Amelia continúo susurrando por lo bajo, al tiempo que otra mujer, vestida con el mismo uniforme que ella, vino a buscarme para llevarme con mi entrevistador.
– ¿Henar Márquez? Preguntó
– Sí, soy yo.
– Acompáñeme por favor, El Dr. Aznar la está esperando.
Mientras me disponía a seguir a la chica, Jordi me tendió la mano a modo de despedida. Su tamaño y su parecido con Santa Claus le otorgaban un aspecto bonachón.
– ¡Mucha suerte Henar! Estoy segura de que le gustarás a Don Ángel. – ¿” Don Ángel es “el Demonio”? Le pregunté.
Este me guiñó un ojo, mientras asentía con la cabeza.
– Aquí todo el mundo tiene apodo. A mí me llaman Noel, por “Papa Noel”, aunque no entiendo por qué, dijo riendo a carcajadas.
Me despedí de él y me dirigí a mi entrevista de trabajo, reflexionando sobre lo curioso que era el mundo laboral. Hacía un año que no me reía, y una situación grotesca en un entorno de trabajo, me había hecho soltar un amago de carcajada.
En mi caso siempre me había reído mucho en el trabajo. Todavía sonreía cuando recordaba muchas de las anécdotas pasadas, la mayoría compartidas con mis colaboradores, a pesar de que, en los malos momentos, casi ninguno había estado a mi lado.
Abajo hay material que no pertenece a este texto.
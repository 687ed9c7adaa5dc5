/// A link in the site navigation
#[derive(Debug, Clone, Copy, PartialEq, Eq)]
pub struct NavItem {
    pub label: &'static str,
    pub path: &'static str,
    pub icon: &'static str,
}

impl NavItem {
    /// Whether this link points at `current_path` or one of its children
    pub fn is_active(&self, current_path: &str) -> bool {
        current_path == self.path
            || current_path
                .strip_prefix(self.path)
                .is_some_and(|rest| rest.starts_with('/'))
    }
}

pub const NAV_ITEMS: [NavItem; 3] = [
    NavItem {
        label: "About",
        path: "/about",
        icon: "/header/clipboard.svg",
    },
    NavItem {
        label: "Library",
        path: "/library",
        icon: "/header/book.svg",
    },
    NavItem {
        label: "Blog",
        path: "/blog",
        icon: "/header/bookmark.svg",
    },
];

/// Which of the three navigation layouts to render
#[derive(Debug, Clone, Copy, PartialEq, Eq)]
pub enum NavVariant {
    Desktop,
    Mobile,
    Footer,
}

/// CSS classes for one navigation layout
#[derive(Debug, Clone, Copy, PartialEq, Eq)]
pub struct NavClasses {
    pub nav: &'static str,
    pub list: &'static str,
    pub item: &'static str,
    pub link: &'static str,
}

impl NavVariant {
    /// The footer layout wins over the mobile one.
    pub fn from_flags(mobile: bool, footer: bool) -> Self {
        match (mobile, footer) {
            (_, true) => NavVariant::Footer,
            (true, false) => NavVariant::Mobile,
            (false, false) => NavVariant::Desktop,
        }
    }

    pub fn shows_icons(self) -> bool {
        matches!(self, NavVariant::Mobile)
    }

    pub fn classes(self) -> NavClasses {
        match self {
            NavVariant::Desktop => NavClasses {
                nav: "nav",
                list: "nav-list",
                item: "nav-list-item",
                link: "nav-list-item-link",
            },
            NavVariant::Mobile => NavClasses {
                nav: "mobile-nav",
                list: "mobile-nav-list",
                item: "mobile-nav-list-item",
                link: "mobile-nav-list-item-link",
            },
            NavVariant::Footer => NavClasses {
                nav: "footer-nav",
                list: "footer-nav-list",
                item: "footer-nav-list-item",
                link: "footer-nav-list-item-link",
            },
        }
    }
}
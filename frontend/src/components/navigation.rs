use shared::{NavVariant, NAV_ITEMS};
use yew::prelude::*;

#[derive(Properties, PartialEq)]
pub struct NavigationProps {
    #[prop_or_default]
    pub mobile: bool,
    #[prop_or_default]
    pub footer: bool,
    /// Marks the matching link active
    #[prop_or_default]
    pub current_path: AttrValue,
}

#[function_component(Navigation)]
pub fn navigation(props: &NavigationProps) -> Html {
    let variant = NavVariant::from_flags(props.mobile, props.footer);
    let classes = variant.classes();

    html! {
        <nav class={classes.nav}>
            <ul class={classes.list}>
                {for NAV_ITEMS.iter().map(|item| {
                    let link_class = classes!(
                        classes.link,
                        item.is_active(&props.current_path).then_some("active")
                    );

                    html! {
                        <li key={item.path} class={classes.item}>
                            <a class={link_class} href={item.path}>
                                {if variant.shows_icons() {
                                    html! {
                                        <img class="mobile-nav-list-item-link-icon" src={item.icon} alt="icon" />
                                    }
                                } else {
                                    html! {}
                                }}
                                {item.label}
                            </a>
                        </li>
                    }
                })}
            </ul>
        </nav>
    }
}
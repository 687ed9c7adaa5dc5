use async_trait::async_trait;

use crate::store::{Action, Notice};
use crate::validation::EmailError;
use crate::{ApiError, LoginForm, ResetPasswordRequest};

/// Anything that can deliver a password reset request.
///
/// Returns the raw response body on success.
#[async_trait(?Send)]
pub trait PasswordResetService {
    async fn request_password_reset(&self, request: &ResetPasswordRequest) -> Result<String, ApiError>;
}

/// Result of one submit of the reset-password form
#[derive(Debug, Clone, PartialEq, Eq)]
pub enum SubmitOutcome {
    /// Validation failed; nothing was sent
    Rejected(EmailError),
    Sent { email: String, response: String },
    Failed { email: String, error: ApiError },
}

impl SubmitOutcome {
    /// Store actions the form should dispatch, in order.
    ///
    /// `modal_id` is the modal the form was submitted from. It closes after
    /// every request that was actually sent, unless the user already moved
    /// on to another modal, and the notice tells the user whether it went
    /// through.
    pub fn actions(&self, modal_id: u64) -> Vec<Action> {
        match self {
            SubmitOutcome::Rejected(_) => Vec::new(),
            SubmitOutcome::Sent { email, .. } => vec![
                Action::CloseModalIf(modal_id),
                Action::ShowNotice(Notice::success(format!(
                    "If an account exists for {email}, a password reset link is on its way."
                ))),
            ],
            SubmitOutcome::Failed { error, .. } => vec![
                Action::CloseModalIf(modal_id),
                Action::ShowNotice(Notice::error(format!(
                    "Password reset failed: {}",
                    error.user_message()
                ))),
            ],
        }
    }
}

/// Validate the form, send it once, and reset it once the request settles.
///
/// An invalid form is left untouched so the user can correct it.
pub async fn submit_reset_password<S>(form: &mut LoginForm, service: &S) -> SubmitOutcome
where
    S: PasswordResetService + ?Sized,
{
    if let Err(error) = form.validate() {
        return SubmitOutcome::Rejected(error);
    }

    let request = ResetPasswordRequest {
        values: form.clone(),
    };
    let result = service.request_password_reset(&request).await;
    form.reset();

    let email = request.values.email;
    match result {
        Ok(response) => SubmitOutcome::Sent { email, response },
        Err(error) => SubmitOutcome::Failed { email, error },
    }
}
use std::fmt;

/// Severity of a log line, lowest first
#[derive(Debug, Clone, Copy, PartialEq, Eq, PartialOrd, Ord)]
pub enum LogLevel {
    Debug,
    Info,
    Warn,
    Error,
}

impl LogLevel {
    pub fn parse(value: &str) -> Option<Self> {
        match value.trim().to_ascii_lowercase().as_str() {
            "debug" => Some(LogLevel::Debug),
            "info" => Some(LogLevel::Info),
            "warn" | "warning" => Some(LogLevel::Warn),
            "error" => Some(LogLevel::Error),
            _ => None,
        }
    }

    /// Threshold baked in at build time via `BOOKTI_LOG_LEVEL`, `info` otherwise
    pub fn threshold() -> Self {
        option_env!("BOOKTI_LOG_LEVEL")
            .and_then(Self::parse)
            .unwrap_or(LogLevel::Info)
    }
}

impl fmt::Display for LogLevel {
    fn fmt(&self, f: &mut fmt::Formatter<'_>) -> fmt::Result {
        let name = match self {
            LogLevel::Debug => "debug",
            LogLevel::Info => "info",
            LogLevel::Warn => "warn",
            LogLevel::Error => "error",
        };
        f.write_str(name)
    }
}

pub struct Logger;

impl Logger {
    pub fn debug_with_component(component: &str, message: &str) {
        Self::log(LogLevel::Debug, component, message);
    }

    pub fn info_with_component(component: &str, message: &str) {
        Self::log(LogLevel::Info, component, message);
    }

    pub fn warn_with_component(component: &str, message: &str) {
        Self::log(LogLevel::Warn, component, message);
    }

    pub fn error_with_component(component: &str, message: &str) {
        Self::log(LogLevel::Error, component, message);
    }

    fn log(level: LogLevel, component: &str, message: &str) {
        if level < LogLevel::threshold() {
            return;
        }

        let line = format_line(component, message);
        match level {
            LogLevel::Debug => gloo::console::debug!(line),
            LogLevel::Info => gloo::console::info!(line),
            LogLevel::Warn => gloo::console::warn!(line),
            LogLevel::Error => gloo::console::error!(line),
        }
    }
}

fn format_line(component: &str, message: &str) -> String {
    format!("[{}] {}", component, message)
}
La verdad es que eso ya no me importaba. Había aprendido a no juzgar. Los entornos laborales eran así, no podías esperar demasiado de nadie. La clave estaba en no tener confianza en el ser humano, lo que por supuesto no era fácil. Al final siempre era un tema de expectativas, y de manejar las tuyas… Confiar, no confiar, ¿Qué era lo correcto? Tanto sicólogo, tanta terapia, tantas pruebas me habían dicho que yo confiaba, que era inherentemente confiada y algo ingenua.
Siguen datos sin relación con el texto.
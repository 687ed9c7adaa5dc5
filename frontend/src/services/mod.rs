pub mod api;
pub mod logging;
pub mod persistence;
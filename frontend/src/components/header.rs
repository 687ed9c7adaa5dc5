use shared::{Action, ModalKind};
use web_sys::MouseEvent;
use yew::prelude::*;

use super::language_switcher::LanguageSwitcher;
use super::navigation::Navigation;
use crate::store::use_store;

#[derive(Properties, PartialEq)]
pub struct HeaderProps {
    #[prop_or_default]
    pub current_path: AttrValue,
}

#[function_component(Header)]
pub fn header(props: &HeaderProps) -> Html {
    let store = use_store();
    let mobile_menu_open = use_state(|| false);

    let on_forgot_password = {
        let store = store.clone();
        Callback::from(move |_: MouseEvent| {
            store.dispatch(Action::OpenModal(ModalKind::reset_password()));
        })
    };

    let on_toggle_menu = {
        let mobile_menu_open = mobile_menu_open.clone();
        Callback::from(move |_: MouseEvent| mobile_menu_open.set(!*mobile_menu_open))
    };

    html! {
        <header class="header">
            <div class="container">
                <a class="header-logo" href="/">{"Bookti"}</a>
                <Navigation current_path={props.current_path.clone()} />
                <div class="header-right">
                    <LanguageSwitcher />
                    <button type="button" class="btn btn-link" onclick={on_forgot_password}>
                        {"Forgot password?"}
                    </button>
                    <button
                        type="button"
                        class="header-burger"
                        aria-label="Menu"
                        aria-expanded={(*mobile_menu_open).to_string()}
                        onclick={on_toggle_menu}
                    >
                        {"☰"}
                    </button>
                </div>
            </div>
            {if *mobile_menu_open {
                html! { <Navigation mobile=true current_path={props.current_path.clone()} /> }
            } else {
                html! {}
            }}
        </header>
    }
}
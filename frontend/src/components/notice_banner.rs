use gloo::timers::callback::Timeout;
use shared::{Action, NoticeLevel};
use web_sys::MouseEvent;
use yew::prelude::*;

use crate::store::use_store;

const AUTO_DISMISS_MS: u32 = 6000;

/// Outcome banner for the last user action; dismisses itself after a few
/// seconds
#[function_component(NoticeBanner)]
pub fn notice_banner() -> Html {
    let store = use_store();
    let notice = store.notice.clone();

    use_effect_with(notice.clone(), {
        let store = store.clone();
        move |notice| {
            let timeout = notice.is_some().then(|| {
                Timeout::new(AUTO_DISMISS_MS, move || store.dispatch(Action::DismissNotice))
            });
            move || drop(timeout)
        }
    });

    let Some(notice) = notice else {
        return html! {};
    };

    let on_dismiss = {
        let store = store.clone();
        Callback::from(move |_: MouseEvent| store.dispatch(Action::DismissNotice))
    };

    let level_class = match notice.level {
        NoticeLevel::Success => "success",
        NoticeLevel::Error => "error",
    };
    let role = match notice.level {
        NoticeLevel::Success => "status",
        NoticeLevel::Error => "alert",
    };

    html! {
        <div class={classes!("notice", level_class)} role={role}>
            <span class="notice-message">{notice.message}</span>
            <button type="button" class="notice-dismiss" aria-label="Dismiss" onclick={on_dismiss}>
                {"X"}
            </button>
        </div>
    }
}
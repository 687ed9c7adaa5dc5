//! # Store
//!
//! Root application state and the pure reducer that drives it.
//!
//! ## Slices:
//! - `modal` - the single modal slot, never persisted
//! - `notice` - outcome banner for the last user action, never persisted
//! - `preferences` - user preferences, persisted under [`PERSIST_KEY`]
//!
//! The UI layer owns the container; this module only defines how state moves.

use serde::{Deserialize, Serialize};

use crate::modal::{ModalKind, ModalState};

/// `localStorage` key for persisted slices
pub const PERSIST_KEY: &str = "persist:root";

/// Bumped whenever the persisted shape changes incompatibly
pub const PERSIST_VERSION: u32 = 1;

#[derive(Debug, Clone, Copy, Default, PartialEq, Eq, Serialize, Deserialize)]
#[serde(rename_all = "lowercase")]
pub enum Language {
    #[default]
    En,
    Uk,
}

impl Language {
    pub const ALL: [Language; 2] = [Language::En, Language::Uk];

    /// BCP 47 code, as used in the `lang` attribute
    pub fn code(self) -> &'static str {
        match self {
            Language::En => "en",
            Language::Uk => "uk",
        }
    }

    pub fn label(self) -> &'static str {
        match self {
            Language::En => "EN",
            Language::Uk => "UA",
        }
    }

    pub fn from_code(code: &str) -> Option<Self> {
        Self::ALL.into_iter().find(|language| language.code() == code)
    }
}

#[derive(Debug, Clone, Default, PartialEq, Eq, Serialize, Deserialize)]
pub struct Preferences {
    #[serde(default)]
    pub language: Language,
}

#[derive(Debug, Clone, Copy, PartialEq, Eq)]
pub enum NoticeLevel {
    Success,
    Error,
}

/// User-visible outcome of an action
#[derive(Debug, Clone, PartialEq, Eq)]
pub struct Notice {
    pub level: NoticeLevel,
    pub message: String,
}

impl Notice {
    pub fn success(message: impl Into<String>) -> Self {
        Self {
            level: NoticeLevel::Success,
            message: message.into(),
        }
    }

    pub fn error(message: impl Into<String>) -> Self {
        Self {
            level: NoticeLevel::Error,
            message: message.into(),
        }
    }
}

#[derive(Debug, Clone, PartialEq, Eq)]
pub enum Action {
    OpenModal(ModalKind),
    CloseModal,
    /// Close the modal only if it is still the one opened under this id
    CloseModalIf(u64),
    ShowNotice(Notice),
    DismissNotice,
    SetLanguage(Language),
    /// Back to initial state, persisted slices included
    Reset,
}

#[derive(Debug, Clone, Default, PartialEq, Eq)]
pub struct RootState {
    pub modal: ModalState,
    pub notice: Option<Notice>,
    pub preferences: Preferences,
}

impl RootState {
    /// Initial state, rehydrated from a persisted snapshot when there is one
    pub fn init(persisted: Option<PersistedState>) -> Self {
        Self {
            preferences: persisted.map(|p| p.preferences).unwrap_or_default(),
            ..Self::default()
        }
    }

    pub fn apply(mut self, action: Action) -> Self {
        match action {
            Action::OpenModal(kind) => self.modal.open(kind),
            Action::CloseModal => self.modal.close(),
            Action::CloseModalIf(id) => self.modal.close_if(id),
            Action::ShowNotice(notice) => self.notice = Some(notice),
            Action::DismissNotice => self.notice = None,
            Action::SetLanguage(language) => self.preferences.language = language,
            Action::Reset => return Self::default(),
        }
        self
    }

    /// Snapshot of the slices that survive a reload
    pub fn persisted(&self) -> PersistedState {
        PersistedState {
            version: PERSIST_VERSION,
            preferences: self.preferences.clone(),
        }
    }
}

/// Envelope written to `localStorage`
#[derive(Debug, Clone, PartialEq, Eq, Serialize, Deserialize)]
pub struct PersistedState {
    pub version: u32,
    #[serde(default)]
    pub preferences: Preferences,
}

#[derive(Debug, Clone, PartialEq, Eq, thiserror::Error)]
pub enum PersistError {
    #[error("Malformed persisted state: {0}")]
    Malformed(String),
    #[error("Persisted state version {found} does not match {expected}")]
    VersionMismatch { found: u32, expected: u32 },
}

impl PersistedState {
    pub fn from_json(raw: &str) -> Result<Self, PersistError> {
        let state: PersistedState =
            serde_json::from_str(raw).map_err(|e| PersistError::Malformed(e.to_string()))?;
        if state.version != PERSIST_VERSION {
            return Err(PersistError::VersionMismatch {
                found: state.version,
                expected: PERSIST_VERSION,
            });
        }
        Ok(state)
    }

    pub fn to_json(&self) -> Result<String, PersistError> {
        serde_json::to_string(self).map_err(|e| PersistError::Malformed(e.to_string()))
    }
}

#[cfg(test)]
mod tests {
    use super::*;
    use crate::modal::ResetPasswordProps;

    fn reset_password_with(email: &str) -> ModalKind {
        ModalKind::ResetPassword(ResetPasswordProps {
            initial_email: email.to_string(),
        })
    }

    #[test]
    fn test_initial_state_is_closed() {
        let state = RootState::init(None);
        assert!(!state.modal.is_open());
        assert_eq!(state.notice, None);
        assert_eq!(state.preferences, Preferences::default());
    }

    #[test]
    fn test_open_keeps_props_unchanged() {
        let kind = reset_password_with("user@example.com");
        let state = RootState::default().apply(Action::OpenModal(kind.clone()));
        assert!(state.modal.is_open());
        assert_eq!(state.modal.current(), Some(&kind));
    }

    #[test]
    fn test_close_drops_kind_and_props() {
        let state = RootState::default()
            .apply(Action::OpenModal(reset_password_with("user@example.com")))
            .apply(Action::CloseModal);
        assert!(!state.modal.is_open());
        assert_eq!(state.modal.current(), None);
    }

    #[test]
    fn test_reopen_replaces_props() {
        let state = RootState::default()
            .apply(Action::OpenModal(reset_password_with("first@example.com")))
            .apply(Action::OpenModal(reset_password_with("second@example.com")));
        assert_eq!(state.modal.current(), Some(&reset_password_with("second@example.com")));
    }

    #[test]
    fn test_modal_actions_leave_other_slices_alone() {
        let before = RootState::default()
            .apply(Action::SetLanguage(Language::Uk))
            .apply(Action::ShowNotice(Notice::success("done")));
        let after = before
            .clone()
            .apply(Action::OpenModal(ModalKind::reset_password()))
            .apply(Action::CloseModal);
        assert!(!after.modal.is_open());
        assert_eq!(after.notice, before.notice);
        assert_eq!(after.preferences, before.preferences);
    }

    #[test]
    fn test_close_modal_if_only_closes_matching_modal() {
        let state = RootState::default().apply(Action::OpenModal(reset_password_with("a@example.com")));
        let first = state.modal.open_id().unwrap();

        let state = state
            .apply(Action::CloseModal)
            .apply(Action::OpenModal(reset_password_with("b@example.com")))
            .apply(Action::CloseModalIf(first));
        assert_eq!(state.modal.current(), Some(&reset_password_with("b@example.com")));

        let second = state.modal.open_id().unwrap();
        let state = state.apply(Action::CloseModalIf(second));
        assert!(!state.modal.is_open());
    }

    #[test]
    fn test_notice_show_and_dismiss() {
        let state = RootState::default().apply(Action::ShowNotice(Notice::error("nope")));
        assert_eq!(state.notice.as_ref().map(|n| n.level), Some(NoticeLevel::Error));
        assert_eq!(state.apply(Action::DismissNotice).notice, None);
    }

    #[test]
    fn test_reset_returns_to_defaults() {
        let state = RootState::default()
            .apply(Action::SetLanguage(Language::Uk))
            .apply(Action::OpenModal(ModalKind::reset_password()))
            .apply(Action::ShowNotice(Notice::success("sent")))
            .apply(Action::Reset);
        assert_eq!(state, RootState::default());
    }

    #[test]
    fn test_persisted_roundtrip_rehydrates_preferences() {
        let state = RootState::default().apply(Action::SetLanguage(Language::Uk));
        let raw = state.persisted().to_json().unwrap();
        let restored = RootState::init(Some(PersistedState::from_json(&raw).unwrap()));
        assert_eq!(restored.preferences.language, Language::Uk);
        assert!(!restored.modal.is_open());
    }

    #[test]
    fn test_persisted_envelope_shape() {
        let raw = RootState::default().persisted().to_json().unwrap();
        let json: serde_json::Value = serde_json::from_str(&raw).unwrap();
        assert_eq!(json, serde_json::json!({ "version": 1, "preferences": { "language": "en" } }));
    }

    #[test]
    fn test_bad_persisted_state_is_rejected() {
        assert!(matches!(
            PersistedState::from_json("not json"),
            Err(PersistError::Malformed(_))
        ));
        assert_eq!(
            PersistedState::from_json(r#"{"version":7,"preferences":{"language":"en"}}"#),
            Err(PersistError::VersionMismatch {
                found: 7,
                expected: PERSIST_VERSION
            })
        );
    }

    #[test]
    fn test_language_codes() {
        assert_eq!(Language::from_code("uk"), Some(Language::Uk));
        assert_eq!(Language::from_code("fr"), None);
        assert_eq!(Language::default().code(), "en");
    }
}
Eso yo ya lo sabía, no hacía falta que ningún sicólogo o test me lo dijera. Estaba harta de oírselo a mi madre, a mi hermana, a mis amigas, a mi marido… A medida que vas creciendo, el entorno te enseña a no confiar en el prójimo, y menos todavía en los compañeros de trabajo, en los jefes, o en los subordinados. Por supuesto esto no es ninguna lección que se imparta en ninguna escuela, ni siquiera en las de negocios, es una especie de formación continua que empieza en la guardería, sigue en el colegio, en el instituto y en la universidad y culmina cuando te incorporas al mercado de trabajo. Aquí no te queda más remedio que hacer un máster presencial de desconfianza si quieres sobrevivir. Lo malo es que yo, aunque lo he intentado, no tengo cualidades para desconfiar. La desconfianza para mí ha sido como las matemáticas, le ponía empeño, pero en el fondo como no entendía nada no era capaz de aprender.
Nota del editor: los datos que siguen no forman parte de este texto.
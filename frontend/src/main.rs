use yew::prelude::*;

mod components;
mod hooks;
mod services;
mod store;

use components::{Footer, Header, ModalHost, NoticeBanner};
use hooks::use_current_path;
use services::api::ApiClient;
use store::StoreProvider;

#[function_component(App)]
fn app() -> Html {
    let api_client = use_memo((), |_| ApiClient::new());
    let current_path = use_current_path();

    html! {
        <StoreProvider>
            <ContextProvider<ApiClient> context={(*api_client).clone()}>
                <Header current_path={current_path.clone()} />
                <NoticeBanner />
                <main class="main">
                    <div class="container">
                        <section class="hero">
                            <h1>{"Share the books you've read, find the ones you haven't"}</h1>
                            <p>{"Bookti is a book exchange for readers nearby."}</p>
                        </section>
                    </div>
                </main>
                <Footer current_path={current_path} />
                <ModalHost />
            </ContextProvider<ApiClient>>
        </StoreProvider>
    }
}

fn main() {
    services::logging::Logger::info_with_component(
        "app",
        &format!("Starting against {}", ApiClient::new().base_url()),
    );
    yew::Renderer::<App>::new().render();
}
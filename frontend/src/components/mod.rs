pub mod footer;
pub mod header;
pub mod language_switcher;
pub mod modal_host;
pub mod navigation;
pub mod notice_banner;
pub mod reset_password_modal;

pub use footer::Footer;
pub use header::Header;
pub use modal_host::ModalHost;
pub use notice_banner::NoticeBanner;
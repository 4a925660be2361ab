//! Row validation.

use keyroster_api::AccountType;

use super::row::AccountRow;

/// Longest accepted labels edit string, in characters.
pub const MAX_LABELS_LEN: usize = 50;
/// Longest accepted login, in characters.
pub const MAX_LOGIN_LEN: usize = 100;
/// Longest accepted password, in characters.
pub const MAX_PASSWORD_LEN: usize = 100;

/// Validation error for an account row.
#[derive(Debug, Clone, Copy, PartialEq, Eq)]
pub enum ValidationError {
    /// Labels edit string is too long.
    LabelsTooLong,
    /// Type is neither `local` nor `ldap`.
    InvalidType,
    /// Login is empty.
    EmptyLogin,
    /// Login is too long.
    LoginTooLong,
    /// Password is too long.
    PasswordTooLong,
    /// Local account without a usable password.
    MissingPassword,
}

impl ValidationError {
    /// Get human-readable error message.
    #[must_use]
    pub const fn message(&self) -> &'static str {
        match self {
            Self::LabelsTooLong => "Labels must be at most 50 characters",
            Self::InvalidType => "Type must be local or ldap",
            Self::EmptyLogin | Self::MissingPassword => "Required field",
            Self::LoginTooLong => "Login must be at most 100 characters",
            Self::PasswordTooLong => "Password must be at most 100 characters",
        }
    }

    /// Get the field name this error relates to.
    #[must_use]
    pub const fn field(&self) -> &'static str {
        match self {
            Self::LabelsTooLong => "labels",
            Self::InvalidType => "type",
            Self::EmptyLogin | Self::LoginTooLong => "login",
            Self::PasswordTooLong | Self::MissingPassword => "password",
        }
    }
}

impl std::fmt::Display for ValidationError {
    fn fmt(&self, f: &mut std::fmt::Formatter<'_>) -> std::fmt::Result {
        write!(f, "{}", self.message())
    }
}

impl std::error::Error for ValidationError {}

/// Result of validating a row.
pub type ValidationResult<T = ()> = Result<T, Vec<ValidationError>>;

/// Validate an editable row.
///
/// Returns `Ok(())` if valid, or `Err(Vec<ValidationError>)` with all errors.
///
/// # Errors
///
/// Returns a vector of `ValidationError` if any fields are invalid.
pub fn validate_row(row: &AccountRow) -> ValidationResult {
    let mut errors = Vec::new();

    if row.labels.chars().count() > MAX_LABELS_LEN {
        errors.push(ValidationError::LabelsTooLong);
    }

    let kind = row.kind.parse::<AccountType>().ok();
    if kind.is_none() {
        errors.push(ValidationError::InvalidType);
    }

    let login_len = row.login.chars().count();
    if login_len == 0 {
        errors.push(ValidationError::EmptyLogin);
    } else if login_len > MAX_LOGIN_LEN {
        errors.push(ValidationError::LoginTooLong);
    }

    let password = row.password.as_deref();
    if password.is_some_and(|p| p.chars().count() > MAX_PASSWORD_LEN) {
        errors.push(ValidationError::PasswordTooLong);
    }

    if kind == Some(AccountType::Local) && password.is_none_or(|p| p.trim().is_empty()) {
        errors.push(ValidationError::MissingPassword);
    }

    if errors.is_empty() {
        Ok(())
    } else {
        Err(errors)
    }
}

#[cfg(test)]
#[allow(clippy::unwrap_used)]
mod tests {
    use super::*;

    fn local(login: &str, password: Option<&str>) -> AccountRow {
        AccountRow {
            login: login.to_string(),
            password: password.map(str::to_string),
            ..AccountRow::new()
        }
    }

    #[test]
    fn blank_row_fails_on_login_and_password() {
        let errors = validate_row(&AccountRow::new()).unwrap_err();
        assert_eq!(
            errors,
            vec![ValidationError::EmptyLogin, ValidationError::MissingPassword]
        );
    }

    #[test]
    fn complete_local_row_passes() {
        assert!(validate_row(&local("bob", Some("secret"))).is_ok());
    }

    #[test]
    fn local_requires_non_blank_password() {
        for password in [None, Some(""), Some("   "), Some("\t\n")] {
            let errors = validate_row(&local("bob", password)).unwrap_err();
            assert_eq!(errors, vec![ValidationError::MissingPassword]);
            assert_eq!(errors[0].field(), "password");
        }
    }

    #[test]
    fn ldap_ignores_password_content() {
        for password in [None, Some(""), Some("  "), Some("anything")] {
            let row = AccountRow {
                kind: "ldap".to_string(),
                ..local("carol", password)
            };
            assert!(validate_row(&row).is_ok());
        }
    }

    #[test]
    fn unknown_type_is_rejected() {
        let row = AccountRow {
            kind: "oauth".to_string(),
            ..local("bob", None)
        };
        assert_eq!(
            validate_row(&row).unwrap_err(),
            vec![ValidationError::InvalidType]
        );
    }

    #[test]
    fn length_limits() {
        let row = AccountRow {
            labels: "x".repeat(MAX_LABELS_LEN + 1),
            ..local(&"l".repeat(MAX_LOGIN_LEN + 1), Some(&"p".repeat(MAX_PASSWORD_LEN + 1)))
        };
        assert_eq!(
            validate_row(&row).unwrap_err(),
            vec![
                ValidationError::LabelsTooLong,
                ValidationError::LoginTooLong,
                ValidationError::PasswordTooLong,
            ]
        );
    }

    #[test]
    fn limits_are_inclusive_and_count_chars() {
        let row = AccountRow {
            labels: "é".repeat(MAX_LABELS_LEN),
            ..local(&"ж".repeat(MAX_LOGIN_LEN), Some(&"p".repeat(MAX_PASSWORD_LEN)))
        };
        assert!(validate_row(&row).is_ok());
    }

    #[test]
    fn login_is_not_trimmed() {
        assert!(validate_row(&local(" ", Some("pw"))).is_ok());
    }

    #[test]
    fn messages() {
        assert_eq!(ValidationError::EmptyLogin.message(), "Required field");
        assert_eq!(ValidationError::MissingPassword.to_string(), "Required field");
        assert_eq!(ValidationError::InvalidType.field(), "type");
    }
}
¿Por qué pudiendo confiar en el prójimo tenía que desconfiar? En esos momentos, no estaba preparada para responder a una pregunta tan compleja, solamente sabía que la risa me había hecho pensar. Quizás había llegado el momento de regresar al trabajo. Me había gustado volver a reír, aunque eso
supusiera pasar por todo lo demás… Desde luego, las personas como Jordi, con su loro, su mano tendida y su sonrisa, me animaban a ello.